To do: Your answer must consist of exactly the lines below, starting with the line with "pub fn is_open(&self, position: Position)" and going on through the line with "(0..height)", and nothing else.

Collected data entries:
╭──

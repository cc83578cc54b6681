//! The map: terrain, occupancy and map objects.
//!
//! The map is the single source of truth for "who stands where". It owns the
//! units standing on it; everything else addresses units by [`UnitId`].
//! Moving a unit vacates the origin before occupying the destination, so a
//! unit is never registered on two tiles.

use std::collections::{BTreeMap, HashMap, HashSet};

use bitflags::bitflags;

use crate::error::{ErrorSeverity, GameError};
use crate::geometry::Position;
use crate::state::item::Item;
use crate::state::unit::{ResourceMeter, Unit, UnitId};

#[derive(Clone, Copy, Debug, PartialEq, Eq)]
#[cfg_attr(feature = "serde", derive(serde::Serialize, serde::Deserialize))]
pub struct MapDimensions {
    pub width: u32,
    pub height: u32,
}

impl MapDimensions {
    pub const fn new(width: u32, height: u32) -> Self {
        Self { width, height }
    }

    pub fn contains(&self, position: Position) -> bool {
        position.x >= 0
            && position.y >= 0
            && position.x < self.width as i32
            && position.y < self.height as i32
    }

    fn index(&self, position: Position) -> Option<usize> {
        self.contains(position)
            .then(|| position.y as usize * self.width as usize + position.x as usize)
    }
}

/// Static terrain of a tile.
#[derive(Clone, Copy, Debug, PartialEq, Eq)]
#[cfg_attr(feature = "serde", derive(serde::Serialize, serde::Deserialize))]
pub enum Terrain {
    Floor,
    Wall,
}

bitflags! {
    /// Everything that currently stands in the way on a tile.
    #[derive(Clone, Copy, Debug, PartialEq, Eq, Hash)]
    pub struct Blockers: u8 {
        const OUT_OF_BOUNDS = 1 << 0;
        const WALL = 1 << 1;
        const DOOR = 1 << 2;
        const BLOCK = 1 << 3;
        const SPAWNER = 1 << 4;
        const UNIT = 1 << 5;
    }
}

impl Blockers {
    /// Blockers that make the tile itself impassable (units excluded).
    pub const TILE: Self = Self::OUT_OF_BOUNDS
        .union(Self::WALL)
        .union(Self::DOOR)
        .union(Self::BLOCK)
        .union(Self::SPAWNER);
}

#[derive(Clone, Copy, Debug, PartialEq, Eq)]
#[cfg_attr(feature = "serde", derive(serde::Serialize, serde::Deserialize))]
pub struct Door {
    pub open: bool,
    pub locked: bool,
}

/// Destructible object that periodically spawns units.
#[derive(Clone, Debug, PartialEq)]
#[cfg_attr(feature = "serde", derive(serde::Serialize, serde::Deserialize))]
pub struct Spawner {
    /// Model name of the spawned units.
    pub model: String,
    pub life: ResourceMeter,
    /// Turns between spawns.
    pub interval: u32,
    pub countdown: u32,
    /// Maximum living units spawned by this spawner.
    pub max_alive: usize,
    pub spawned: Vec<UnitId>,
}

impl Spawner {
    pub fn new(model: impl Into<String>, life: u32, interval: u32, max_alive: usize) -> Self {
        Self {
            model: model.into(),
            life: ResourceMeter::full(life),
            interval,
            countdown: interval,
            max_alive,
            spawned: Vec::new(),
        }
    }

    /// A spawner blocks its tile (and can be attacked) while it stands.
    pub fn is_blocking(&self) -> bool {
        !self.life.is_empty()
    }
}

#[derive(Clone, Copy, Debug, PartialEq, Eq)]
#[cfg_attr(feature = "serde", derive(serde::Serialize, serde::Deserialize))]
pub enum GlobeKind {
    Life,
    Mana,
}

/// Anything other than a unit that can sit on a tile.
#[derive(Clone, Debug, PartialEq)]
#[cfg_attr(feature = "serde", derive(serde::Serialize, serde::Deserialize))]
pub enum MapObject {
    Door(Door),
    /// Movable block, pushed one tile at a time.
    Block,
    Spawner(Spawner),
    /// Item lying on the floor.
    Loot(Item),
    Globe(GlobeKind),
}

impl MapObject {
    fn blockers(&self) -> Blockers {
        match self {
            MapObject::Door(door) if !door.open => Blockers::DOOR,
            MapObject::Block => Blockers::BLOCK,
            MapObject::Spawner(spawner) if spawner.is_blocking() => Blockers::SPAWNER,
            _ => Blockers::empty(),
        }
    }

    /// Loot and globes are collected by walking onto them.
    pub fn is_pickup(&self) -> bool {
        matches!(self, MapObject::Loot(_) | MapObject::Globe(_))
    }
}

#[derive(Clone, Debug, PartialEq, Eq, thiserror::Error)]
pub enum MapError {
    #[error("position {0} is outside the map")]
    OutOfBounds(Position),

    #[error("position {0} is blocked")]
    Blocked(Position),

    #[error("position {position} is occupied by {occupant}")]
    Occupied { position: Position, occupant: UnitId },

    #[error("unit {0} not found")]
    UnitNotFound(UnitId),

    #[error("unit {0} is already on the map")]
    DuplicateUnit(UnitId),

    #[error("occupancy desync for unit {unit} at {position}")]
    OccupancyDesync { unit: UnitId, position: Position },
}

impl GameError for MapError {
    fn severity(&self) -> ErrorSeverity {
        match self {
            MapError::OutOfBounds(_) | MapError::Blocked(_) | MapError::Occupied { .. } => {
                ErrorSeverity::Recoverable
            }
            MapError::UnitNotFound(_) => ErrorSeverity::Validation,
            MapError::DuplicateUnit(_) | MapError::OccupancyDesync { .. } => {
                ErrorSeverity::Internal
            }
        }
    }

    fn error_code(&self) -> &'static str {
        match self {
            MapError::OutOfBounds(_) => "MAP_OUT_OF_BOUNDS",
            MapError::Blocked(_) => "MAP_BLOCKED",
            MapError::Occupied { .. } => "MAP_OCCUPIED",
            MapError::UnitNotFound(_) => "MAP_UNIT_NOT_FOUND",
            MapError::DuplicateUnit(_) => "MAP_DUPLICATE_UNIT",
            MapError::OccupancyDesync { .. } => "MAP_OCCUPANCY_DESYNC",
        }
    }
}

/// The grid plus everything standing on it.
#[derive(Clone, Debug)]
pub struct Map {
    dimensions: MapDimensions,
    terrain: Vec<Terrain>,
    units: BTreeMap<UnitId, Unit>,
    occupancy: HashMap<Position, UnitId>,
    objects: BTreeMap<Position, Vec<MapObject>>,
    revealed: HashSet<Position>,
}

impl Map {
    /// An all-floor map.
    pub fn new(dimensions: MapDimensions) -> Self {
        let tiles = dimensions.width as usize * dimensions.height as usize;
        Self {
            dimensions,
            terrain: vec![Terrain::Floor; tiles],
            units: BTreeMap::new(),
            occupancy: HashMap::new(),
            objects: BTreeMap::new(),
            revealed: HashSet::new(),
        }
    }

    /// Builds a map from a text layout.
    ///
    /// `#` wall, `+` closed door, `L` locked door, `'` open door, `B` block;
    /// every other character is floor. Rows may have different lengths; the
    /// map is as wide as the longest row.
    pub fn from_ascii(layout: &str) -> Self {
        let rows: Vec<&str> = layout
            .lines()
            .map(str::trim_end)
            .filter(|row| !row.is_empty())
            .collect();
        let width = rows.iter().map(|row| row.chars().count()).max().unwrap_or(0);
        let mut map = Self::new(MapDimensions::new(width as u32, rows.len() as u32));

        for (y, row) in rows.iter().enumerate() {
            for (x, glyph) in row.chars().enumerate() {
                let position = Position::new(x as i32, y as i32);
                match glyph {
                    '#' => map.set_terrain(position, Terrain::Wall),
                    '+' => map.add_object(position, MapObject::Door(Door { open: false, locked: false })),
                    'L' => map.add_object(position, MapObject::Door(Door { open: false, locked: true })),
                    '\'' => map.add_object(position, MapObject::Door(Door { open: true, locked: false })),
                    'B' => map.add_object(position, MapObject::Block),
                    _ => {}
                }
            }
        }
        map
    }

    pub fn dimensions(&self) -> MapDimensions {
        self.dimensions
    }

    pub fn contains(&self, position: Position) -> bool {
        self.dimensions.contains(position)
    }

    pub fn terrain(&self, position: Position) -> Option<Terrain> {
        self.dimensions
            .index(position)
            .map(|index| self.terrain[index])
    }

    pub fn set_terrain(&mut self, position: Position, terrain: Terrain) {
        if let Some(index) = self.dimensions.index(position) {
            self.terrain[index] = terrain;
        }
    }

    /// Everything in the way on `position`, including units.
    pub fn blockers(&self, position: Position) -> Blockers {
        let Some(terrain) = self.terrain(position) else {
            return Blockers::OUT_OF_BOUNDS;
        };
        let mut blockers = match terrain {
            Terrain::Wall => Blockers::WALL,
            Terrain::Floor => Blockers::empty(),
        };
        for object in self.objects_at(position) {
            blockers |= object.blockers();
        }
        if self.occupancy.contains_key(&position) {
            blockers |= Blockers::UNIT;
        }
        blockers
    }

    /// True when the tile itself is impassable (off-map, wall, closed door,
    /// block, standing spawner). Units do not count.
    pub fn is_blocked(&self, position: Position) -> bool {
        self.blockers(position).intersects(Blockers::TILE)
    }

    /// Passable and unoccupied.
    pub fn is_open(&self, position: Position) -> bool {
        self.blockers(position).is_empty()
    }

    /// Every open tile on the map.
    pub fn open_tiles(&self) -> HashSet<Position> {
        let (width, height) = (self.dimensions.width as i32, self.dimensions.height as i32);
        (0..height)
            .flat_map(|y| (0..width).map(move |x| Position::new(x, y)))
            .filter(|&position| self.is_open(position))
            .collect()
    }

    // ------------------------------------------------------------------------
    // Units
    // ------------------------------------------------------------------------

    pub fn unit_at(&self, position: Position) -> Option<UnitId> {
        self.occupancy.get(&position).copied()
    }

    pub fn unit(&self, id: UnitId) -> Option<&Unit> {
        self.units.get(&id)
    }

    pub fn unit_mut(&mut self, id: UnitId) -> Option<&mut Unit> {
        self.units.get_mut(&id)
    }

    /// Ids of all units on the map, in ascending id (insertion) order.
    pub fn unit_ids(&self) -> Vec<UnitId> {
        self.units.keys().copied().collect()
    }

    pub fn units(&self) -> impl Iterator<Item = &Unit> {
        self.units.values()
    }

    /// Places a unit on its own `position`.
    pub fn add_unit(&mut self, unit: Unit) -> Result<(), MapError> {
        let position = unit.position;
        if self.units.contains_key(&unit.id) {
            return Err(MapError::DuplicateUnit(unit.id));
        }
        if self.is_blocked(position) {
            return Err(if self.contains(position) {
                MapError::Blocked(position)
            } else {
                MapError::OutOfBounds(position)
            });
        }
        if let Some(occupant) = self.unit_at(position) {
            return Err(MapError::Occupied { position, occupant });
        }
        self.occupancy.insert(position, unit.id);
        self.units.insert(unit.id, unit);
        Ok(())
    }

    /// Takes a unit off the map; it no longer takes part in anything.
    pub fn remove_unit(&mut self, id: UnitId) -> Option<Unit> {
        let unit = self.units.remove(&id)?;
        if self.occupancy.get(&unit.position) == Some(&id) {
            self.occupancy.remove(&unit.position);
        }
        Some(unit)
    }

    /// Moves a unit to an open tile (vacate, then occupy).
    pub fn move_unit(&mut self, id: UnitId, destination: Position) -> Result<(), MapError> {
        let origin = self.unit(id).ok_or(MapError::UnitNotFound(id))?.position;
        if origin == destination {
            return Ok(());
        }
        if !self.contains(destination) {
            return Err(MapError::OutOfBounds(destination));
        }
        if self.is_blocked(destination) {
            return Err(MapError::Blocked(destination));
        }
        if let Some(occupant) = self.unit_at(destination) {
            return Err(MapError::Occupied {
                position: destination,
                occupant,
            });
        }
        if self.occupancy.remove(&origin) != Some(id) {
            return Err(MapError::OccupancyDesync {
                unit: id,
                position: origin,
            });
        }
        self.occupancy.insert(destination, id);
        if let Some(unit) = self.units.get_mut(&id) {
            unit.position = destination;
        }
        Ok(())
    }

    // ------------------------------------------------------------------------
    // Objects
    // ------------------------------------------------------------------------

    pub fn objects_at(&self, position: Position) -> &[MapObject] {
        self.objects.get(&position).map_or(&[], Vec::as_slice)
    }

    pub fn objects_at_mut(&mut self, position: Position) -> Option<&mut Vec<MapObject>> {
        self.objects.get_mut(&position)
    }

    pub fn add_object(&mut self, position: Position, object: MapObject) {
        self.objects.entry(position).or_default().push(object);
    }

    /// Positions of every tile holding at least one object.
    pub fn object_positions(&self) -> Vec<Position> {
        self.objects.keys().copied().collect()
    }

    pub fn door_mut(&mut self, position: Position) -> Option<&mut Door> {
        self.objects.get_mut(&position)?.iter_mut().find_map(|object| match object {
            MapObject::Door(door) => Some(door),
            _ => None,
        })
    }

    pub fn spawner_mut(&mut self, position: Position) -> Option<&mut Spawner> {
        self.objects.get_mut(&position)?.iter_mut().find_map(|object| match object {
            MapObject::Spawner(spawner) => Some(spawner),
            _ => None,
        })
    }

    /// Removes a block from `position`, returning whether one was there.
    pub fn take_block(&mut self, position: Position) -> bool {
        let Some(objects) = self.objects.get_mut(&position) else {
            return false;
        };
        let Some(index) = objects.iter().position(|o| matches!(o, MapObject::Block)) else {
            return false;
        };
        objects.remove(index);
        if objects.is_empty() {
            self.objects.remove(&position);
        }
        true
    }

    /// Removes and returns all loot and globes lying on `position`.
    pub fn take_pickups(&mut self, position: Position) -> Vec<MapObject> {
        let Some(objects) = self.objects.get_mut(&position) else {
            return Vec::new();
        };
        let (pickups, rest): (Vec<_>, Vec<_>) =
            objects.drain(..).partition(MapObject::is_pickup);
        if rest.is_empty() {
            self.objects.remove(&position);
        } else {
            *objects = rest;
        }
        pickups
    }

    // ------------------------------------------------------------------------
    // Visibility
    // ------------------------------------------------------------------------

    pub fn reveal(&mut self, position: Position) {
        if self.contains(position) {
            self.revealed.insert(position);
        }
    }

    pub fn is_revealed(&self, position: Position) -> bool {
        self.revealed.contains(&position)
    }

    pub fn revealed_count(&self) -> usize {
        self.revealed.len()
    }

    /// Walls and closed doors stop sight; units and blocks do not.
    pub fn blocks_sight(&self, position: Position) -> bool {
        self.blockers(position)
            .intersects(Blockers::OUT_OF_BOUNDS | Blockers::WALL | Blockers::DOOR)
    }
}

╰──

Reply to the exercise:
    pub fn is_open(&self, position: Position) -> bool {
        self.blockers(position).is_empty()
    }

    /// Every open tile on the map.
    pub fn open_tiles(&self) -> HashSet<Position> {
        let (width, height) = (self.dimensions.width as i32, self.dimensions.height as i32);
        (0..height)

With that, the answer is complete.